//! Expected-reply accounting.
//!
//! When peer X sends a method call to peer Y with a reply expected, a slot
//! keyed by `(X, serial)` is recorded on Y and back-referenced from X. The
//! slot authorizes exactly one method return or error from Y to X with that
//! reply serial; everything else bounces with `UnexpectedReply`. The slot
//! keeps the original call around so the driver can synthesize a `NoReply`
//! error should Y disappear first.

use std::sync::Arc;

use zbus::Message;

use crate::{error::DriverError, peer, peers::PeerRegistry};

#[derive(Debug)]
pub struct ReplySlot {
    pub(crate) call: Arc<Message>,
}

/// Record that `sender` expects a reply with `serial` from `receiver`.
pub(crate) fn allocate(
    peers: &mut PeerRegistry,
    sender_id: u64,
    receiver_id: u64,
    serial: u32,
    call: &Arc<Message>,
) -> Result<(), DriverError> {
    {
        let Some(receiver) = peers.get(receiver_id) else {
            return Ok(());
        };
        if receiver.replies.contains_key(&(sender_id, serial)) {
            return Err(DriverError::ExpectedReplyExists);
        }
    }
    if let Some(sender) = peers.get(sender_id) {
        if sender.owned_replies.len() >= peer::MAX_PENDING_REPLIES {
            return Err(DriverError::Quota);
        }
    }

    if let Some(receiver) = peers.get_mut(receiver_id) {
        receiver
            .replies
            .insert((sender_id, serial), ReplySlot { call: call.clone() });
    }
    if let Some(sender) = peers.get_mut(sender_id) {
        sender.owned_replies.insert((receiver_id, serial));
    }

    Ok(())
}

/// Consume the slot matching an incoming reply. Returns `None` when no such
/// reply was expected.
pub(crate) fn consume(
    peers: &mut PeerRegistry,
    replier_id: u64,
    waiter_id: u64,
    serial: u32,
) -> Option<ReplySlot> {
    let slot = peers
        .get_mut(replier_id)?
        .replies
        .remove(&(waiter_id, serial))?;
    if let Some(waiter) = peers.get_mut(waiter_id) {
        waiter.owned_replies.remove(&(replier_id, serial));
    }

    Some(slot)
}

• • • •

▶ [TO DO]:
Restate every line of the data word for word.

▶ [YOUR SOLUTION]:
//! Expected-reply accounting.
//!
//! When peer X sends a method call to peer Y with a reply expected, a slot
//! keyed by `(X, serial)` is recorded on Y and back-referenced from X. The
//! slot authorizes exactly one method return or error from Y to X with that
//! reply serial; everything else bounces with `UnexpectedReply`. The slot
//! keeps the original call around so the driver can synthesize a `NoReply`
//! error should Y disappear first.

use std::sync::Arc;

use zbus::Message;

use crate::{error::DriverError, peer, peers::PeerRegistry};

#[derive(Debug)]
pub struct ReplySlot {
    pub(crate) call: Arc<Message>,
}

/// Record that `sender` expects a reply with `serial` from `receiver`.
pub(crate) fn allocate(
    peers: &mut PeerRegistry,
    sender_id: u64,
    receiver_id: u64,
    serial: u32,
    call: &Arc<Message>,
) -> Result<(), DriverError> {
    {
        let Some(receiver) = peers.get(receiver_id) else {
            return Ok(());
        };
        if receiver.replies.contains_key(&(sender_id, serial)) {
            return Err(DriverError::ExpectedReplyExists);
        }
    }
    if let Some(sender) = peers.get(sender_id) {
        if sender.owned_replies.len() >= peer::MAX_PENDING_REPLIES {
            return Err(DriverError::Quota);
        }
    }

    if let Some(receiver) = peers.get_mut(receiver_id) {
        receiver
            .replies
            .insert((sender_id, serial), ReplySlot { call: call.clone() });
    }
    if let Some(sender) = peers.get_mut(sender_id) {
        sender.owned_replies.insert((receiver_id, serial));
    }

    Ok(())
}

/// Consume the slot matching an incoming reply. Returns `None` when no such
/// reply was expected.
pub(crate) fn consume(
    peers: &mut PeerRegistry,
    replier_id: u64,
    waiter_id: u64,
    serial: u32,
) -> Option<ReplySlot> {
    let slot = peers
        .get_mut(replier_id)?
        .replies
        .remove(&(waiter_id, serial))?;
    if let Some(waiter) = peers.get_mut(waiter_id) {
        waiter.owned_replies.remove(&(replier_id, serial));
    }

    Some(slot)
}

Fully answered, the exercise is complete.